→ Work required:
Print the listing exactly, but only as far as the line containing "#[derive(Debug, Clone, Default, PartialEq)]". The first line and that line are both included.

→ Study material:
************

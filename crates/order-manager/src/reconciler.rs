//! Desired-vs-existing order reconciliation
//!
//! Given the orders believed to be on the book and the orders the strategy
//! wants, decide which to cancel and which to place. Orders that are close
//! enough to a desired order are left alone, saving a cancel/place round trip
//! and the queue position that goes with it.

use log::debug;
use rust_decimal::Decimal;
use rust_decimal_macros::dec;

use tiller_core::Order;

/// Outcome of one reconciliation
#[derive(Debug, Clone, Default, PartialEq)]
pub struct ReconciliationResult {
    /// Existing orders with no acceptable desired counterpart
    pub to_cancel: Vec<Order>,
    /// Desired orders with no acceptable existing counterpart
    pub to_place: Vec<Order>,
}

impl ReconciliationResult {
    /// True when the book already matches the desired orders
    pub fn is_empty(&self) -> bool {
        self.to_cancel.is_empty() && self.to_place.is_empty()
    }

    pub fn action_count(&self) -> usize {
        self.to_cancel.len() + self.to_place.len()
    }
}

/// Strategy for diffing existing orders against desired ones
pub trait OrderReconciler: Send + Sync {
    fn reconcile(&self, existing: &[Order], desired: &[Order]) -> ReconciliationResult;

    fn name(&self) -> &str;
}

/// Keeps existing orders within a relative tolerance of a desired order
///
/// An existing order is equivalent to a desired order on the same side when
/// both its price and its size are within `tolerance × |desired|` of the
/// desired values. Each order is used in at most one pair. Candidate pairs are
/// accepted by ascending relative distance, ties going to the earlier existing
/// order and then the earlier desired order.
#[derive(Debug, Clone, PartialEq)]
pub struct ToleranceReconciler {
    tolerance: Decimal,
}

impl ToleranceReconciler {
    pub fn new(tolerance: Decimal) -> Self {
        Self {
            tolerance: tolerance.abs(),
        }
    }

    pub fn tolerance(&self) -> Decimal {
        self.tolerance
    }

    fn within(&self, value: Decimal, target: Decimal) -> bool {
        (value - target).abs() <= self.tolerance * target.abs()
    }

    fn equivalent(&self, existing: &Order, desired: &Order) -> bool {
        existing.side == desired.side
            && self.within(existing.price, desired.price)
            && self.within(existing.quantity, desired.quantity)
    }

    /// Relative distance of a pair; lower is a better match
    fn score(existing: &Order, desired: &Order) -> Decimal {
        relative_distance(existing.price, desired.price)
            + relative_distance(existing.quantity, desired.quantity)
    }
}

impl Default for ToleranceReconciler {
    fn default() -> Self {
        Self::new(dec!(0.001))
    }
}

fn relative_distance(value: Decimal, target: Decimal) -> Decimal {
    if target.is_zero() {
        // Only an exact match is within tolerance of zero
        return Decimal::ZERO;
    }
    (value - target).abs() / target.abs()
}

impl OrderReconciler for ToleranceReconciler {
    fn reconcile(&self, existing: &[Order], desired: &[Order]) -> ReconciliationResult {
        let mut candidates: Vec<(Decimal, usize, usize)> = Vec::new();
        for (ei, e) in existing.iter().enumerate() {
            for (di, d) in desired.iter().enumerate() {
                if self.equivalent(e, d) {
                    candidates.push((Self::score(e, d), ei, di));
                }
            }
        }
        candidates.sort();

        let mut existing_matched = vec![false; existing.len()];
        let mut desired_matched = vec![false; desired.len()];
        for (_, ei, di) in candidates {
            if existing_matched[ei] || desired_matched[di] {
                continue;
            }
            existing_matched[ei] = true;
            desired_matched[di] = true;
            debug!("Keeping {} for desired {}", existing[ei], desired[di]);
        }

        let to_cancel = existing
            .iter()
            .zip(&existing_matched)
            .filter(|(_, matched)| !**matched)
            .map(|(order, _)| order.clone())
            .collect();
        let to_place = desired
            .iter()
            .zip(&desired_matched)
            .filter(|(_, matched)| !**matched)
            .map(|(order, _)| order.clone())
            .collect();

        ReconciliationResult {
            to_cancel,
            to_place,
        }
    }

    fn name(&self) -> &str {
        "ToleranceReconciler"
    }
}

/// Cancels everything and places everything, every time
#[derive(Debug, Clone, Copy, Default, PartialEq, Eq)]
pub struct ReplaceAllReconciler;

impl OrderReconciler for ReplaceAllReconciler {
    fn reconcile(&self, existing: &[Order], desired: &[Order]) -> ReconciliationResult {
        ReconciliationResult {
            to_cancel: existing.to_vec(),
            to_place: desired.to_vec(),
        }
    }

    fn name(&self) -> &str {
        "ReplaceAllReconciler"
    }
}

#[cfg(test)]
mod tests {
    use super::*;
    use tiller_core::Side;

    fn reconciler() -> ToleranceReconciler {
        ToleranceReconciler::new(dec!(0.01))
    }

    #[test]
    fn test_within_tolerance_is_noop() {
        let existing = vec![
            Order::buy(dec!(99.5), dec!(1.005)),
            Order::sell(dec!(100.5), dec!(1)),
        ];
        let desired = vec![Order::buy(dec!(100), dec!(1)), Order::sell(dec!(100), dec!(1))];

        let result = reconciler().reconcile(&existing, &desired);
        assert!(result.is_empty());
        assert_eq!(result.action_count(), 0);
    }

    #[test]
    fn test_tolerance_boundary_is_inclusive() {
        let existing = vec![Order::buy(dec!(101), dec!(1))];
        let desired = vec![Order::buy(dec!(100), dec!(1))];
        assert!(reconciler().reconcile(&existing, &desired).is_empty());

        let existing = vec![Order::buy(dec!(101.01), dec!(1))];
        let result = reconciler().reconcile(&existing, &desired);
        assert_eq!(result.to_cancel, existing);
        assert_eq!(result.to_place, desired);
    }

    #[test]
    fn test_price_and_size_must_both_hold() {
        let existing = vec![Order::buy(dec!(100), dec!(1.5))];
        let desired = vec![Order::buy(dec!(100), dec!(1))];

        let result = reconciler().reconcile(&existing, &desired);
        assert_eq!(result.to_cancel.len(), 1);
        assert_eq!(result.to_place.len(), 1);
    }

    #[test]
    fn test_never_matches_across_sides() {
        let existing = vec![Order::sell(dec!(100), dec!(1))];
        let desired = vec![Order::buy(dec!(100), dec!(1))];

        let result = reconciler().reconcile(&existing, &desired);
        assert_eq!(result.to_cancel[0].side, Side::Sell);
        assert_eq!(result.to_place[0].side, Side::Buy);
    }

    #[test]
    fn test_empty_desired_cancels_all() {
        let existing = vec![Order::buy(dec!(99), dec!(1)), Order::sell(dec!(101), dec!(1))];
        let result = reconciler().reconcile(&existing, &[]);
        assert_eq!(result.to_cancel, existing);
        assert!(result.to_place.is_empty());
    }

    #[test]
    fn test_empty_existing_places_all() {
        let desired = vec![Order::buy(dec!(99), dec!(1)), Order::sell(dec!(101), dec!(1))];
        let result = reconciler().reconcile(&[], &desired);
        assert!(result.to_cancel.is_empty());
        assert_eq!(result.to_place, desired);
    }

    #[test]
    fn test_one_to_one_matching() {
        // Two existing orders both within tolerance of a single desired order
        let existing = vec![Order::buy(dec!(99.9), dec!(1)), Order::buy(dec!(100.1), dec!(1))];
        let desired = vec![Order::buy(dec!(100), dec!(1))];

        let result = reconciler().reconcile(&existing, &desired);
        assert_eq!(result.to_cancel.len(), 1);
        assert!(result.to_place.is_empty());
        // Equal distance: the earlier existing order is kept
        assert_eq!(result.to_cancel[0].price, dec!(100.1));
    }

    #[test]
    fn test_closest_pair_wins() {
        let existing = vec![Order::buy(dec!(99.5), dec!(1)), Order::buy(dec!(100), dec!(1))];
        let desired = vec![Order::buy(dec!(100), dec!(1)), Order::buy(dec!(99), dec!(1))];

        // (e1, d0) is exact; e0 then pairs with d1 (0.5% off)
        let result = reconciler().reconcile(&existing, &desired);
        assert!(result.is_empty());
    }

    #[test]
    fn test_unmatched_appear_exactly_once_in_input_order() {
        let existing = vec![
            Order::sell(dec!(110), dec!(1)),
            Order::buy(dec!(100), dec!(1)),
            Order::buy(dec!(90), dec!(1)),
        ];
        let desired = vec![
            Order::buy(dec!(80), dec!(1)),
            Order::buy(dec!(100), dec!(1)),
            Order::sell(dec!(120), dec!(1)),
        ];

        let result = reconciler().reconcile(&existing, &desired);
        let cancel_prices: Vec<_> = result.to_cancel.iter().map(|o| o.price).collect();
        let place_prices: Vec<_> = result.to_place.iter().map(|o| o.price).collect();
        assert_eq!(cancel_prices, vec![dec!(110), dec!(90)]);
        assert_eq!(place_prices, vec![dec!(80), dec!(120)]);
    }

    #[test]
    fn test_zero_tolerance_requires_exact_match() {
        let exact = ToleranceReconciler::new(Decimal::ZERO);
        let existing = vec![Order::buy(dec!(100), dec!(1))];

        assert!(exact.reconcile(&existing, &[Order::buy(dec!(100), dec!(1))]).is_empty());
        assert_eq!(
            exact
                .reconcile(&existing, &[Order::buy(dec!(100.0001), dec!(1))])
                .action_count(),
            2
        );
    }

    #[test]
    fn test_replace_all() {
        let existing = vec![Order::buy(dec!(100), dec!(1))];
        let desired = vec![Order::buy(dec!(100), dec!(1))];

        let result = ReplaceAllReconciler.reconcile(&existing, &desired);
        assert_eq!(result.to_cancel, existing);
        assert_eq!(result.to_place, desired);
        assert_eq!(ReplaceAllReconciler.name(), "ReplaceAllReconciler");
    }
}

************

→ Expected output:
filename crates/order-manager/src/reconciler.rs
//! Desired-vs-existing order reconciliation
//!
//! Given the orders believed to be on the book and the orders the strategy
//! wants, decide which to cancel and which to place. Orders that are close
//! enough to a desired order are left alone, saving a cancel/place round trip
//! and the queue position that goes with it.

use log::debug;
use rust_decimal::Decimal;
use rust_decimal_macros::dec;

use tiller_core::Order;

/// Outcome of one reconciliation
#[derive(Debug, Clone, Default, PartialEq)]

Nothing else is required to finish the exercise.